The Wall Street Era is Over: The Investor's Guide to Cryptocurrency and DeFi, the Decentralized Finance Revolution by DEFIYIELD App

The Wall Street Era is Over: The Investor's Guide to Cryptocurrency and DeFi, the Decentralized Finance Revolution by DEFIYIELD App

Author:DEFIYIELD App [App, DEFIYIELD]
Language: eng
Format: epub, pdf
Publisher: DEFIYIELD App
Published: 2021-05-12T07:00:00+00:00


Yield from providing liquidity

Providing liquidity to a project is a slightly more complex use case to understand than lending and borrowing, but it does have some similarities and should be fairly easy to grasp once you understand players involved.

Essentially, projects like Decentralised Exchanges (DEXes) need to be able to access enough liquidity in a variety of assets for users to be able to trade and exchange these assets. As decentralized projects, they probably wouldn’t want to hold these assets themselves and, even if they did, they probably couldn’t hold vast quantities of assets required to provide these liquidity pools.

Therefore, they borrow a concept from the traditional finance world and tweak it to the needs of the decentralized one. A market maker in a traditional finance market does as the name suggests, they ‘make’ a ‘market’ for a pair of assets (for example, USDT and ETH) by holding enough of these assets and always being available to trade them when a user wants to.

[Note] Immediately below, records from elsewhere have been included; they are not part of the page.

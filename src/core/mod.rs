//! Core library components.
//!
//! Encryption, key management, storage, export formatting, subprocess
//! execution and the remote protocol. Nothing here prints to the terminal.

pub mod config;
pub mod constants;
pub mod crypto;
pub mod domain;
pub mod env;
pub mod keys;
pub mod remote;
pub mod runner;
pub mod store;
pub mod types;
pub mod validation;
pub mod vault;
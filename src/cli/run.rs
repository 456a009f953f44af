//! Run command - execute a program with secrets injected as env vars.

use std::path::Path;

use tracing::info;

use crate::cli::resolve::Source;
use crate::core::runner;
use crate::error::{Result, RunError};

/// Run `command` with secrets from the local store or a remote server.
///
/// Exits the process with the child's exit code.
pub fn execute(db: Option<&Path>, remote: Option<&str>, command: &[String]) -> Result<()> {
    if command.is_empty() {
        return Err(RunError::NoCommand.into());
    }

    let secrets = Source::new(db, remote).secrets()?;
    info!("Running {:?} with {} secrets", command[0], secrets.len());

    let code = runner::run(command, &secrets)?;

    // process::exit skips destructors
    drop(secrets);
    std::process::exit(code);
}
//! Tests for `lockbox env`.

use crate::support::*;

#[test]
fn test_env_export_format() {
    let t = Test::with_secrets(&[("B_KEY", "two"), ("A_KEY", "one")]);

    let output = t.env();
    assert_success(&output);
    assert_eq!(
        stdout(&output),
        "export A_KEY=\"one\"\nexport B_KEY=\"two\"\n"
    );
}

#[test]
fn test_env_escapes_shell_metacharacters() {
    let t = Test::with_secrets(&[("Q", r#"a"b$c`d\e"#)]);

    let output = t.env();
    assert_success(&output);
    assert_eq!(stdout(&output), "export Q=\"a\\\"b\\$c\\`d\\\\e\"\n");
}

#[test]
fn test_env_empty_store_prints_nothing() {
    let t = Test::init();

    let output = t.env();
    assert_success(&output);
    assert!(output.stdout.is_empty());
}

#[test]
fn test_env_stdout_is_only_exports_when_verbose() {
    let t = Test::with_secrets(&[("K", "v")]);

    let output = t.cmd().args(["--verbose", "env"]).output().unwrap();
    assert_success(&output);
    assert_eq!(stdout(&output), "export K=\"v\"\n");
}

#[test]
fn test_env_warns_on_non_identifier_keys() {
    let t = Test::with_secrets(&[("my-key", "v")]);

    let output = t.env();
    assert_success(&output);
    assert_stderr_contains(&output, "my-key");
    assert_eq!(stdout(&output), "export my-key=\"v\"\n");
}

#[cfg(unix)]
#[test]
fn test_env_output_evaluates_in_sh() {
    let value = "it's a \"test\" with $dollar `tick` \\slash\nand newline";
    let t = Test::with_secrets(&[("TRICKY", value)]);

    let exports = stdout(&t.env());
    let script = format!("{}printf '%s' \"$TRICKY\"", exports);
    let output = std::process::Command::new("sh")
        .args(["-c", &script])
        .output()
        .unwrap();

    assert_success(&output);
    assert_eq!(stdout(&output), value);
}
//! Init command - create the store and its encryption key.

use std::path::Path;

use tracing::info;

use crate::cli::output;
use crate::core::config;
use crate::core::keys::{self, InitOutcome};
use crate::core::store::Sqlite;
use crate::error::Result;

/// Initialize the store at `db`. Running it again leaves the key untouched.
pub fn execute(db: Option<&Path>) -> Result<()> {
    let path = config::store_path(db)?;
    info!("Initializing store at {}", path.display());

    let store = Sqlite::open(&path)?;
    match keys::initialize(&store)? {
        InitOutcome::Created => output::success("Lockbox initialized successfully"),
        InitOutcome::AlreadyInitialized => {
            println!("Lockbox is already initialized. Encryption key already exists.")
        }
    }
    Ok(())
}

In the decentralized finance world, these market makers become automated market makers (AMMs), which are large pools of asset pairs orchestrated and adjusted by smart contracts to reflect a mid-market price for the asset pair. This automated price discovery process is essentially brought about by arbitrageurs identifying a discrepancy between the price offered by a pool and the price offered by another exchange, and then buying or selling the assets in the liquidity pool to take advantage of this opportunity.

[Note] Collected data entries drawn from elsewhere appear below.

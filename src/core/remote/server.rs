//! HTTP server exposing a vault read-only.
//!
//! Every handler receives the same [`ServerContext`]. The server never writes
//! to the store, so concurrent requests need no coordination beyond the
//! store's own locking. Store and crypto calls are blocking and run on the
//! blocking pool.

use std::future::Future;
use std::net::{SocketAddr, TcpListener};
use std::sync::Arc;

use axum::{
    extract::{Path, State},
    http::{header, StatusCode},
    response::{IntoResponse, Json, Response},
    routing::get,
    Router,
};
use serde_json::json;
use tower_http::trace::TraceLayer;
use tracing::{debug, info, warn};

use super::{EXPORT_PATH, HEALTH_PATH, SECRETS_PATH};
use crate::core::types::SecretKey;
use crate::core::vault::Vault;
use crate::error::{Error, RemoteError, Result};

const TEXT_PLAIN: &str = "text/plain; charset=utf-8";

/// State shared by every request handler: one opened vault.
pub struct ServerContext {
    vault: Vault,
}

impl ServerContext {
    pub fn new(vault: Vault) -> Self {
        Self { vault }
    }

    pub fn vault(&self) -> &Vault {
        &self.vault
    }
}

/// Build the protocol router around a context.
pub fn router(context: Arc<ServerContext>) -> Router {
    Router::new()
        .route(HEALTH_PATH, get(health))
        .route(SECRETS_PATH, get(list_keys))
        .route(&format!("{}/", SECRETS_PATH), get(missing_key))
        .route(&format!("{}/:key", SECRETS_PATH), get(get_secret))
        .route(EXPORT_PATH, get(export))
        .layer(TraceLayer::new_for_http())
        .with_state(context)
}

/// A bound, not yet running, server.
pub struct Server {
    listener: TcpListener,
    context: Arc<ServerContext>,
}

impl Server {
    /// Bind a loopback address. Port 0 picks a free port.
    ///
    /// # Errors
    ///
    /// Returns `RemoteError::NotLoopback` for any address reachable from
    /// other hosts, or an io error if the bind fails.
    pub fn bind(addr: SocketAddr, vault: Vault) -> Result<Self> {
        if !addr.ip().is_loopback() {
            return Err(RemoteError::NotLoopback(addr).into());
        }

        let listener = TcpListener::bind(addr)?;
        listener.set_nonblocking(true)?;

        Ok(Self {
            listener,
            context: Arc::new(ServerContext::new(vault)),
        })
    }

    /// The address actually bound.
    pub fn local_addr(&self) -> Result<SocketAddr> {
        Ok(self.listener.local_addr()?)
    }

    /// Serve until Ctrl-C, on a runtime owned by this call.
    pub fn run(self) -> Result<()> {
        let runtime = tokio::runtime::Builder::new_multi_thread()
            .enable_all()
            .build()?;
        runtime.block_on(self.serve(shutdown_signal()))
    }

    /// Serve until `shutdown` resolves. Must be called inside a tokio runtime.
    pub async fn serve<F>(self, shutdown: F) -> Result<()>
    where
        F: Future<Output = ()> + Send + 'static,
    {
        let listener = tokio::net::TcpListener::from_std(self.listener)?;
        info!(addr = %listener.local_addr()?, "server listening");

        axum::serve(listener, router(self.context))
            .with_graceful_shutdown(shutdown)
            .await?;

        info!("server stopped");
        Ok(())
    }
}

async fn shutdown_signal() {
    if let Err(e) = tokio::signal::ctrl_c().await {
        warn!("failed to listen for shutdown signal: {}", e);
        std::future::pending::<()>().await;
    }
}

/// Failure converted to a status code and a short text body.
struct ApiError(Error);

impl From<Error> for ApiError {
    fn from(e: Error) -> Self {
        Self(e)
    }
}

impl IntoResponse for ApiError {
    fn into_response(self) -> Response {
        let status = status_for(&self.0);
        if status.is_server_error() {
            warn!(error = %self.0, "request failed");
        }
        (
            status,
            [(header::CONTENT_TYPE, TEXT_PLAIN)],
            format!("Error: {}", self.0),
        )
            .into_response()
    }
}

fn status_for(err: &Error) -> StatusCode {
    match err {
        e if e.is_not_found() => StatusCode::NOT_FOUND,
        Error::Validation(_) => StatusCode::BAD_REQUEST,
        _ => StatusCode::INTERNAL_SERVER_ERROR,
    }
}

/// Run a blocking vault operation off the async workers.
async fn blocking<T, F>(context: Arc<ServerContext>, f: F) -> std::result::Result<T, ApiError>
where
    T: Send + 'static,
    F: FnOnce(&Vault) -> Result<T> + Send + 'static,
{
    tokio::task::spawn_blocking(move || f(context.vault()))
        .await
        .map_err(|e| ApiError(RemoteError::Server(e.to_string()).into()))?
        .map_err(ApiError)
}

async fn health() -> Json<serde_json::Value> {
    Json(json!({ "status": "ok" }))
}

async fn list_keys(
    State(context): State<Arc<ServerContext>>,
) -> std::result::Result<Json<Vec<SecretKey>>, ApiError> {
    let keys = blocking(context, |vault| vault.list()).await?;
    debug!(count = keys.len(), "listed keys");
    Ok(Json(keys))
}

async fn missing_key() -> ApiError {
    ApiError(crate::error::ValidationError::EmptyKey.into())
}

async fn get_secret(
    State(context): State<Arc<ServerContext>>,
    Path(key): Path<String>,
) -> std::result::Result<Response, ApiError> {
    debug!(key = %key, "fetching secret");
    let value = blocking(context, move |vault| vault.get(&key)).await?;
    Ok(([(header::CONTENT_TYPE, TEXT_PLAIN)], value.to_vec()).into_response())
}

async fn export(
    State(context): State<Arc<ServerContext>>,
) -> std::result::Result<Response, ApiError> {
    let body = blocking(context, |vault| vault.export()).await?;
    Ok(([(header::CONTENT_TYPE, TEXT_PLAIN)], body.to_vec()).into_response())
}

However, this relatively technical process doesn’t need to be understood in depth to understand liquidity provision within Yield Farming. More important is the question of where these automated pools of liquidity come from?

This is where the individual asset holders, such as Yield farmers, come in. Projects incentivises individuals to deposit and lock up their assets into liquidity pools for the specific purpose of providing liquidity. In return, the depositors receive a portion of fees that are paid out to this liquidity pool by traders wanting to buy or sell the assets in them.